Hans Bellmer y la sensación de vida


Hace unos cuantos años, en el Museo Nacional Centro de Arte Reina Sofía, me encontré con una obra de Hans Bellmer que me produjo un impacto inmediato que se prolongaría por mucho tiempo, incluso hasta la fecha. Se trataba de una fotografía en la que aparecía la cara casi a medio perfil de una mujer, probablemente una niña o una adolescente. La mujer aparecía con el cabello semi suelto y con una máscara de yeso que le cubría el rostro entero salvo la mirada, esos ojos que entraron en mí como dos agujas, dos filos de oscura estrella. ¿Una malformación, una deformación facial, una mujer herida y damnificada por la guerra? Las preguntas y las posibles causas de aquella imagen comenzaron a asolarme sin descanso.  Con el paso del tiempo, la imagen se aparecía recurrentemente en mi interior como un signo fluorescente, una conflagración de raíces eléctricas, un espanto de esfera en blanco y negro, una semilla de frutos mortecinos.

La imagen me relampagueaba por dentro y la curiosidad me empujaba a investigar sobre ella, pero de igual modo algo me detenía a indagar en su historia. Es algo común en mí. Cuando algo me intriga lo dejo expandirse unos años y luego, el día menos pensado, me lanzo a auscultar sus imanes. Y ese día llegó. Investigué sobre la obra y un escalofrío me recorrió el cuerpo cuando descubrí que la fotografía de aquella mujer no era sino la fotografía de una muñeca que el propio artista había construido en 1934 como parte de un proceso surrealista que involucraba temas como el sadomasoquismo, el fetichismo, el inconsciente y el erotismo. Se trataba, en fin, de la famosa “Poupée” de Hans Bellmer.

Lo que yo en un principio había creído como un ser vivo, terminó siendo una escultura móvil, un cuerpo protésico. Poco me importó aquella mínima desilusión. En mí seguía latiendo aquel primer contacto en el que la vida se metió a vivir en esa obra de arte. Desde aquella experiencia me surgieron dos reflexiones sobre lo poético.

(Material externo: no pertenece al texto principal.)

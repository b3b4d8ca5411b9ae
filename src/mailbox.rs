//! Single-slot mailbox between the worker bridge and the presenter.
//!
//! The base design has no frame queue: a newer frame supersedes an older one
//! that was never displayed. This slot makes that rule an explicit contract
//! instead of a side effect of event-loop timing. Frames are never reordered
//! or duplicated; dropping the superseded value is the only permitted loss.

use std::cell::RefCell;
use std::rc::Rc;

pub struct Mailbox<T> {
    slot: Rc<RefCell<Option<T>>>,
}

impl<T> Clone for Mailbox<T> {
    fn clone(&self) -> Self {
        Self {
            slot: Rc::clone(&self.slot),
        }
    }
}

impl<T> Default for Mailbox<T> {
    fn default() -> Self {
        Self::new()
    }
}

impl<T> Mailbox<T> {
    pub fn new() -> Self {
        Self {
            slot: Rc::new(RefCell::new(None)),
        }
    }

    /// Stores `value`, returning the superseded value if one was pending.
    pub fn put(&self, value: T) -> Option<T> {
        self.slot.borrow_mut().replace(value)
    }

    /// Removes and returns the pending value, leaving the slot empty.
    pub fn take(&self) -> Option<T> {
        self.slot.borrow_mut().take()
    }
}

#[cfg(test)]
mod tests {
    use super::*;

    #[test]
    fn take_empties_the_slot() {
        let mailbox = Mailbox::new();
        assert_eq!(mailbox.put(1), None);
        assert_eq!(mailbox.take(), Some(1));
        assert_eq!(mailbox.take(), None);
    }

    #[test]
    fn newer_value_supersedes_older() {
        let mailbox = Mailbox::new();
        mailbox.put("frame 1");
        assert_eq!(mailbox.put("frame 2"), Some("frame 1"));
        assert_eq!(mailbox.take(), Some("frame 2"));
    }

    #[test]
    fn handles_are_views_of_the_same_slot() {
        let producer = Mailbox::new();
        let consumer = producer.clone();
        producer.put(7);
        assert_eq!(consumer.take(), Some(7));
    }
}
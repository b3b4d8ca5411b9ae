//! Message schema shared with the emulator worker.
//!
//! Every message crosses the channel as a two-element array: the tag string
//! first, the payload second. The channel delivers messages in send order,
//! drops nothing, and performs no batching; exactly one in-flight `NewFrame`
//! is meaningful at a time.

use thiserror::Error;

use crate::buttons::Button;

pub const TAG_CARTRIDGE_DATA: &str = "CartridgeData";
pub const TAG_BUTTON_PRESSED: &str = "ButtonPressed";
pub const TAG_BUTTON_RELEASED: &str = "ButtonReleased";
pub const TAG_NEW_FRAME: &str = "NewFrame";

#[derive(Debug, Error, PartialEq, Eq)]
pub enum ProtocolError {
    #[error("cartridge selection is empty")]
    EmptyCartridge,
    #[error("worker channel rejected message: {reason}")]
    PostFailed { reason: String },
}

/// Tagged union exchanged over the worker channel.
#[derive(Clone, Debug, PartialEq, Eq)]
pub enum Message {
    /// Cartridge bytes; the computation side treats this as reset-and-load.
    CartridgeData(Vec<u8>),
    ButtonPressed(Button),
    ButtonReleased(Button),
    /// Raw pixel payload. Length is validated by the frame codec, not here.
    NewFrame(Vec<u8>),
}

impl Message {
    pub fn tag(&self) -> &'static str {
        match self {
            Message::CartridgeData(_) => TAG_CARTRIDGE_DATA,
            Message::ButtonPressed(_) => TAG_BUTTON_PRESSED,
            Message::ButtonReleased(_) => TAG_BUTTON_RELEASED,
            Message::NewFrame(_) => TAG_NEW_FRAME,
        }
    }
}
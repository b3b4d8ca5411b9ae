//! GPU program setup and per-frame draw calls.
//!
//! The pipeline is written against the narrow [`GlApi`] seam so the state
//! machine and error handling can be exercised on the host; the wasm build
//! implements the trait on `WebGl2RenderingContext`. Initialization walks
//! `Uninitialized -> ShadersCompiled -> ProgramLinked -> Ready` and any
//! compile, link, or queued GPU error aborts it: the `Ready` state is never
//! reached partially.

use thiserror::Error;

use crate::frame::{self, Frame};

/// GL error code for an empty error queue.
pub const GL_NO_ERROR: u32 = 0;

/// Upper bound on error-queue polls per drain. A lost context can keep
/// reporting errors indefinitely.
const MAX_ERROR_POLLS: usize = 32;

/// Vertex stage maps the static quad from pixel space to clip space and hands
/// the texture coordinate to the fragment stage, which samples the frame.
pub const VERTEX_SHADER_SOURCE: &str = r#"#version 300 es
in vec2 coordinates;
out vec2 v_uv;

void main() {
    v_uv = vec2((coordinates.x + 1.0) * 0.5, (1.0 - coordinates.y) * 0.5);
    gl_Position = vec4(coordinates, 0.0, 1.0);
}
"#;

pub const FRAGMENT_SHADER_SOURCE: &str = r#"#version 300 es
precision mediump float;

uniform sampler2D frame;
in vec2 v_uv;
out vec4 frag_color;

void main() {
    frag_color = texture(frame, v_uv);
}
"#;

#[derive(Clone, Copy, Debug, PartialEq, Eq)]
pub enum ShaderStage {
    Vertex,
    Fragment,
}

impl std::fmt::Display for ShaderStage {
    fn fmt(&self, f: &mut std::fmt::Formatter<'_>) -> std::fmt::Result {
        match self {
            ShaderStage::Vertex => write!(f, "vertex"),
            ShaderStage::Fragment => write!(f, "fragment"),
        }
    }
}

#[derive(Debug, Error, PartialEq, Eq)]
pub enum PipelineError {
    #[error("{stage} shader failed to compile: {log}")]
    ShaderCompile { stage: ShaderStage, log: String },
    #[error("shader program failed to link: {log}")]
    ProgramLink { log: String },
    #[error("GPU reported error codes {codes:?}")]
    Gpu { codes: Vec<u32> },
    #[error("attribute {name:?} missing from linked program")]
    MissingAttribute { name: &'static str },
    #[error("rendering context was lost")]
    ContextLost,
    #[error("draw call issued before the pipeline was ready")]
    NotReady,
}

#[derive(Clone, Copy, Debug, PartialEq, Eq)]
pub enum PipelineState {
    Uninitialized,
    ShadersCompiled,
    ProgramLinked,
    Ready,
}

/// The GL calls the pipeline needs, with driver object handles as associated
/// types. Creation returns `None` only when the context is lost.
pub trait GlApi {
    type Shader;
    type Program;
    type Buffer;
    type Texture;

    fn new_shader(&self, stage: ShaderStage) -> Option<Self::Shader>;
    fn compile(&self, shader: &Self::Shader, source: &str);
    fn compile_ok(&self, shader: &Self::Shader) -> bool;
    fn compile_log(&self, shader: &Self::Shader) -> String;

    fn new_program(&self) -> Option<Self::Program>;
    fn link(&self, program: &Self::Program, vertex: &Self::Shader, fragment: &Self::Shader);
    fn link_ok(&self, program: &Self::Program) -> bool;
    fn link_log(&self, program: &Self::Program) -> String;
    fn activate(&self, program: &Self::Program);
    fn attrib_location(&self, program: &Self::Program, name: &str) -> i32;

    fn new_buffer(&self) -> Option<Self::Buffer>;
    /// Uploads with `STATIC_DRAW` semantics; the quad never changes.
    fn upload_vertices(&self, buffer: &Self::Buffer, data: &[f32]);
    fn upload_indices(&self, buffer: &Self::Buffer, data: &[u16]);
    fn point_attrib_at_vertices(&self, location: u32, components: i32);

    fn new_texture(&self) -> Option<Self::Texture>;
    /// Binds the texture, applies nearest filtering, uploads RGBA pixels.
    fn upload_frame_texture(&self, texture: &Self::Texture, width: i32, height: i32, pixels: &[u8]);

    fn set_viewport(&self, width: i32, height: i32);
    fn clear_screen(&self, r: f32, g: f32, b: f32, a: f32);
    fn draw_triangles(&self, index_count: i32);

    /// Pops one code from the GL error queue; `GL_NO_ERROR` when empty.
    fn poll_error(&self) -> u32;
}

/// Maps a pixel-space coordinate on the 160x144 screen to unit clip space.
/// `[0,1]` remaps to `[-1,1]`; y flips because rows run top-to-bottom.
pub fn pixel_to_clip(x: f32, y: f32) -> [f32; 2] {
    [
        x / frame::WIDTH as f32 * 2.0 - 1.0,
        1.0 - y / frame::HEIGHT as f32 * 2.0,
    ]
}

/// Full-screen quad authored in pixel space, two triangles.
fn quad_vertices() -> [f32; 8] {
    let corners = [
        pixel_to_clip(0.0, 0.0),
        pixel_to_clip(frame::WIDTH as f32, 0.0),
        pixel_to_clip(frame::WIDTH as f32, frame::HEIGHT as f32),
        pixel_to_clip(0.0, frame::HEIGHT as f32),
    ];
    let mut out = [0.0; 8];
    for (i, [x, y]) in corners.into_iter().enumerate() {
        out[i * 2] = x;
        out[i * 2 + 1] = y;
    }
    out
}

const QUAD_INDICES: [u16; 6] = [0, 1, 2, 0, 2, 3];
const COORDINATES_ATTRIB: &str = "coordinates";

pub struct ShaderPipeline<G: GlApi> {
    gl: G,
    state: PipelineState,
    viewport: (i32, i32),
    program: Option<G::Program>,
    geometry: Option<(G::Buffer, G::Buffer)>,
    frame_texture: Option<G::Texture>,
}

impl<G: GlApi> ShaderPipeline<G> {
    pub fn new(gl: G, viewport: (i32, i32)) -> Self {
        Self {
            gl,
            state: PipelineState::Uninitialized,
            viewport,
            program: None,
            geometry: None,
            frame_texture: None,
        }
    }

    pub fn state(&self) -> PipelineState {
        self.state
    }

    /// Compiles, links, and validates the program, then uploads the static
    /// quad. On error the pipeline stays in whatever pre-`Ready` state it had
    /// reached and must not be drawn with.
    pub fn initialize(&mut self) -> Result<(), PipelineError> {
        self.initialize_with_sources(VERTEX_SHADER_SOURCE, FRAGMENT_SHADER_SOURCE)
    }

    pub fn initialize_with_sources(
        &mut self,
        vertex_source: &str,
        fragment_source: &str,
    ) -> Result<(), PipelineError> {
        let vertex = self.compile_stage(ShaderStage::Vertex, vertex_source)?;
        let fragment = self.compile_stage(ShaderStage::Fragment, fragment_source)?;
        self.state = PipelineState::ShadersCompiled;

        let program = self.link_program(&vertex, &fragment)?;
        self.state = PipelineState::ProgramLinked;

        self.upload_geometry(&program)?;
        self.program = Some(program);
        self.state = PipelineState::Ready;
        Ok(())
    }

    /// Binds the frame as a texture, sets the viewport to the canvas
    /// dimensions, and issues one indexed draw of the quad.
    pub fn draw(&mut self, frame: &Frame) -> Result<(), PipelineError> {
        if self.state != PipelineState::Ready {
            return Err(PipelineError::NotReady);
        }
        let texture = self.frame_texture.as_ref().ok_or(PipelineError::NotReady)?;

        self.gl.upload_frame_texture(
            texture,
            frame::WIDTH as i32,
            frame::HEIGHT as i32,
            frame.pixels(),
        );
        self.check_errors()?;

        let (width, height) = self.viewport;
        self.gl.set_viewport(width, height);
        self.gl.clear_screen(0.0, 0.0, 0.0, 1.0);
        self.gl.draw_triangles(QUAD_INDICES.len() as i32);
        self.check_errors()
    }

    /// Drains the GL error queue. Every code seen is aggregated into the
    /// returned `Gpu` error; earlier codes are never discarded when a later
    /// poll comes back clean.
    pub fn check_errors(&self) -> Result<(), PipelineError> {
        let mut codes = Vec::new();
        for _ in 0..MAX_ERROR_POLLS {
            match self.gl.poll_error() {
                GL_NO_ERROR => break,
                code => codes.push(code),
            }
        }
        if codes.is_empty() {
            Ok(())
        } else {
            Err(PipelineError::Gpu { codes })
        }
    }

    fn compile_stage(
        &self,
        stage: ShaderStage,
        source: &str,
    ) -> Result<G::Shader, PipelineError> {
        let shader = self
            .gl
            .new_shader(stage)
            .ok_or(PipelineError::ContextLost)?;
        self.gl.compile(&shader, source);
        if !self.gl.compile_ok(&shader) {
            return Err(PipelineError::ShaderCompile {
                stage,
                log: self.gl.compile_log(&shader),
            });
        }
        self.check_errors()?;
        Ok(shader)
    }

    fn link_program(
        &self,
        vertex: &G::Shader,
        fragment: &G::Shader,
    ) -> Result<G::Program, PipelineError> {
        let program = self.gl.new_program().ok_or(PipelineError::ContextLost)?;
        self.gl.link(&program, vertex, fragment);
        if !self.gl.link_ok(&program) {
            return Err(PipelineError::ProgramLink {
                log: self.gl.link_log(&program),
            });
        }
        self.check_errors()?;
        Ok(program)
    }

    fn upload_geometry(&mut self, program: &G::Program) -> Result<(), PipelineError> {
        self.gl.activate(program);

        let location = self.gl.attrib_location(program, COORDINATES_ATTRIB);
        if location < 0 {
            return Err(PipelineError::MissingAttribute {
                name: COORDINATES_ATTRIB,
            });
        }

        let vertices = self.gl.new_buffer().ok_or(PipelineError::ContextLost)?;
        self.gl.upload_vertices(&vertices, &quad_vertices());
        let indices = self.gl.new_buffer().ok_or(PipelineError::ContextLost)?;
        self.gl.upload_indices(&indices, &QUAD_INDICES);
        self.gl.point_attrib_at_vertices(location as u32, 2);
        self.check_errors()?;

        let texture = self.gl.new_texture().ok_or(PipelineError::ContextLost)?;
        self.geometry = Some((vertices, indices));
        self.frame_texture = Some(texture);
        Ok(())
    }
}
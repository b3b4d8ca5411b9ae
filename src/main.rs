//! Host-side helper: `cargo run` compiles the wasm bundle into `static/pkg`
//! and starts a local HTTP server for the emulator page.

#[cfg(not(target_arch = "wasm32"))]
fn main() {
    use std::process::{Command, Stdio};
    use std::{thread, time::Duration};

    println!("Building WASM pkg …");
    match Command::new("wasm-pack")
        .args([
            "build",
            "--release",
            "--target",
            "web",
            "--out-dir",
            "static/pkg",
        ])
        .status()
    {
        Ok(st) if st.success() => {}
        Ok(_) => {
            eprintln!("wasm-pack finished with errors. Ensure wasm-pack is installed (https://rustwasm.github.io/wasm-pack/).");
            std::process::exit(1);
        }
        Err(_) => {
            eprintln!("wasm-pack not found in PATH. Skipping wasm build; the site may serve stale artifacts.");
        }
    }

    println!("Launching local server at http://127.0.0.1:8000 …");
    let _server = Command::new("python3")
        .args(["-m", "http.server", "8000", "--directory", "static"])
        .stdout(Stdio::null())
        .stderr(Stdio::null())
        .spawn()
        .expect("failed to start http server");

    // Keep process alive
    loop {
        thread::sleep(Duration::from_secs(60));
    }
}

#[cfg(target_arch = "wasm32")]
fn main() {}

La primera es que un poema, sea cual sea su etilo, forma o contenido, debe tener a mi juicio una “sensación de vida”, es decir, una atracción que nos haga hervir y evaporarnos, una “muñeca” que nos brinde sus prótesis como miembros vivos, una vida asomándose entre las palabras y haciéndolas respirar.

La segunda, que los significados se mimetizan, se transmutan y que no importa que lo que reciba el lector no se parezca en nada a lo que el autor quiso plasmar. Que en el erotismo o el fetichismo podamos hallar dolor y melancolía. 

Desde ahí intento leer y escribir como si conversara con un autómata de tinta y lenguaje. Desde ahí la poesía se me manifiesta, entre otros muchos de sus disfraces, como una muñeca de más de 80 años que me habla y me confiesa con tímido acento: “-estoy viva”.